» **PROBLEM DETAILS**: Retyping the records exactly is the whole task.
INFORMATION PROVIDED START
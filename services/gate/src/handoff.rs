//! 换绑码与会话握手的接口级操作：参数归一化、台账前置校验与时间格式化。

use axum::http::StatusCode;
use cl_shared_protocol::{
    ConsumeSessionData, ConsumeSessionRequest, OpenSessionData, OpenSessionRequest,
    RedeemTransferData, RedeemTransferRequest, RequestTransferData, RequestTransferRequest,
    normalize_device_id, unix_to_rfc3339,
};
use tracing::{info, warn};

use crate::{api::error::ApiError, link::issue::validate_resource_url, state::AppState};

fn required_device_id(raw: &str) -> Result<String, ApiError> {
    normalize_device_id(raw)
        .ok_or_else(|| ApiError::bad_request("MISSING_DEVICE_ID", "deviceId 不能为空"))
}

fn required_field<'a>(raw: &'a str, code: &'static str, name: &str) -> Result<&'a str, ApiError> {
    let value = raw.trim();
    if value.is_empty() {
        return Err(ApiError::bad_request(code, format!("{name} 不能为空")));
    }
    Ok(value)
}

impl AppState {
    /// 当前绑定设备为链接申请换绑码。
    pub(crate) async fn request_transfer_at(
        &self,
        req: &RequestTransferRequest,
        now: u64,
    ) -> Result<RequestTransferData, ApiError> {
        let token = required_field(&req.token, "MISSING_TOKEN", "token")?;
        let device_id = required_device_id(&req.device_id)?;
        match self.ledger.bound_device(token).await {
            None => {
                return Err(ApiError::new(
                    StatusCode::NOT_FOUND,
                    "TRANSFER_TOKEN_UNKNOWN",
                    "链接尚未被任何设备使用",
                    "请先在原设备上打开链接",
                ));
            }
            Some(bound) if bound != device_id => {
                info!("transfer request from non-owner {device_id} rejected");
                return Err(ApiError::new(
                    StatusCode::FORBIDDEN,
                    "TRANSFER_NOT_OWNER",
                    "只有当前绑定设备可以申请换绑码",
                    "请在原设备上申请换绑码",
                ));
            }
            Some(_) => {}
        }

        let ticket = self
            .transfers
            .request_at(token, &device_id, now)
            .await
            .ok_or_else(|| {
                warn!("transfer code space exhausted");
                ApiError::new(
                    StatusCode::SERVICE_UNAVAILABLE,
                    "TRANSFER_CODE_UNAVAILABLE",
                    "暂时无法签发换绑码",
                    "请稍后重试",
                )
            })?;
        Ok(RequestTransferData {
            code: ticket.code,
            expires_at: unix_to_rfc3339(ticket.expires_at),
        })
    }

    /// 新设备兑换换绑码。
    pub(crate) async fn redeem_transfer_at(
        &self,
        req: &RedeemTransferRequest,
        now: u64,
    ) -> Result<RedeemTransferData, ApiError> {
        let token = required_field(&req.token, "MISSING_TOKEN", "token")?;
        let device_id = required_device_id(&req.device_id)?;
        let grant = self
            .apply_transfer_code(&req.code, token, &device_id, now)
            .await
            .map_err(|denial| ApiError::from(&denial))?;
        Ok(RedeemTransferData {
            valid: true,
            device_id: grant.new_device_id,
        })
    }

    /// 打开一次性会话。
    pub(crate) async fn open_session_at(
        &self,
        req: &OpenSessionRequest,
        now: u64,
    ) -> Result<OpenSessionData, ApiError> {
        let app_id = required_field(&req.app_id, "MISSING_APP_ID", "appId")?;
        let device_id = required_device_id(&req.device_id)?;
        let resource_url = validate_resource_url(&req.resource_url)?;
        let ticket = self
            .sessions
            .open_at(app_id, &device_id, &resource_url, now)
            .await;
        Ok(OpenSessionData {
            session_id: ticket.session_id,
            token: ticket.token,
            expires_at: unix_to_rfc3339(ticket.expires_at),
        })
    }

    /// 消费会话，成功时交付资源 URL。
    pub(crate) async fn consume_session_at(
        &self,
        req: &ConsumeSessionRequest,
        now: u64,
    ) -> Result<ConsumeSessionData, ApiError> {
        let session_id = required_field(&req.session_id, "MISSING_SESSION_ID", "sessionId")?;
        let device_id = required_device_id(&req.device_id)?;
        let resource_url = self
            .sessions
            .consume_at(session_id, &req.token, &device_id, now)
            .await
            .map_err(ApiError::from)?;
        Ok(ConsumeSessionData { resource_url })
    }
}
INFORMATION PROVIDED END
» **EXERCISE OUTPUT**:
filename services/gate/src/handoff.rs
//! 换绑码与会话握手的接口级操作：参数归一化、台账前置校验与时间格式化。

use axum::http::StatusCode;
use cl_shared_protocol::{
    ConsumeSessionData, ConsumeSessionRequest, OpenSessionData, OpenSessionRequest,
    RedeemTransferData, RedeemTransferRequest, RequestTransferData, RequestTransferRequest,
    normalize_device_id, unix_to_rfc3339,
};
use tracing::{info, warn};

use crate::{api::error::ApiError, link::issue::validate_resource_url, state::AppState};

fn required_device_id(raw: &str) -> Result<String, ApiError> {
    normalize_device_id(raw)
        .ok_or_else(|| ApiError::bad_request("MISSING_DEVICE_ID", "deviceId 不能为空"))
}

fn required_field<'a>(raw: &'a str, code: &'static str, name: &str) -> Result<&'a str, ApiError> {
    let value = raw.trim();
    if value.is_empty() {
        return Err(ApiError::bad_request(code, format!("{name} 不能为空")));
    }
    Ok(value)
}

impl AppState {
    /// 当前绑定设备为链接申请换绑码。
    pub(crate) async fn request_transfer_at(
        &self,
        req: &RequestTransferRequest,
        now: u64,
    ) -> Result<RequestTransferData, ApiError> {
        let token = required_field(&req.token, "MISSING_TOKEN", "token")?;
        let device_id = required_device_id(&req.device_id)?;
        match self.ledger.bound_device(token).await {
            None => {
                return Err(ApiError::new(
                    StatusCode::NOT_FOUND,
                    "TRANSFER_TOKEN_UNKNOWN",
                    "链接尚未被任何设备使用",
                    "请先在原设备上打开链接",
                ));
            }
            Some(bound) if bound != device_id => {
                info!("transfer request from non-owner {device_id} rejected");
                return Err(ApiError::new(
                    StatusCode::FORBIDDEN,
                    "TRANSFER_NOT_OWNER",
                    "只有当前绑定设备可以申请换绑码",
                    "请在原设备上申请换绑码",
                ));
            }
            Some(_) => {}
        }

        let ticket = self
            .transfers
            .request_at(token, &device_id, now)
            .await
            .ok_or_else(|| {
                warn!("transfer code space exhausted");
                ApiError::new(
                    StatusCode::SERVICE_UNAVAILABLE,
                    "TRANSFER_CODE_UNAVAILABLE",
                    "暂时无法签发换绑码",
                    "请稍后重试",
                )
            })?;
        Ok(RequestTransferData {
            code: ticket.code,
            expires_at: unix_to_rfc3339(ticket.expires_at),
        })
    }

    /// 新设备兑换换绑码。
    pub(crate) async fn redeem_transfer_at(
        &self,
        req: &RedeemTransferRequest,
        now: u64,
    ) -> Result<RedeemTransferData, ApiError> {
        let token = required_field(&req.token, "MISSING_TOKEN", "token")?;
        let device_id = required_device_id(&req.device_id)?;
        let grant = self
            .apply_transfer_code(&req.code, token, &device_id, now)
            .await
            .map_err(|denial| ApiError::from(&denial))?;
        Ok(RedeemTransferData {
            valid: true,
            device_id: grant.new_device_id,
        })
    }

    /// 打开一次性会话。
    pub(crate) async fn open_session_at(
        &self,
        req: &OpenSessionRequest,
        now: u64,
    ) -> Result<OpenSessionData, ApiError> {
        let app_id = required_field(&req.app_id, "MISSING_APP_ID", "appId")?;
        let device_id = required_device_id(&req.device_id)?;
        let resource_url = validate_resource_url(&req.resource_url)?;
        let ticket = self
            .sessions
            .open_at(app_id, &device_id, &resource_url, now)
            .await;
        Ok(OpenSessionData {
            session_id: ticket.session_id,
            token: ticket.token,
            expires_at: unix_to_rfc3339(ticket.expires_at),
        })
    }

    /// 消费会话，成功时交付资源 URL。
    pub(crate) async fn consume_session_at(
        &self,
        req: &ConsumeSessionRequest,
        now: u64,
    ) -> Result<ConsumeSessionData, ApiError> {
        let session_id = required_field(&req.session_id, "MISSING_SESSION_ID", "sessionId")?;
        let device_id = required_device_id(&req.device_id)?;
        let resource_url = self
            .sessions
            .consume_at(session_id, &req.token, &device_id, now)
            .await
            .map_err(ApiError::from)?;
        Ok(ConsumeSessionData { resource_url })
    }
}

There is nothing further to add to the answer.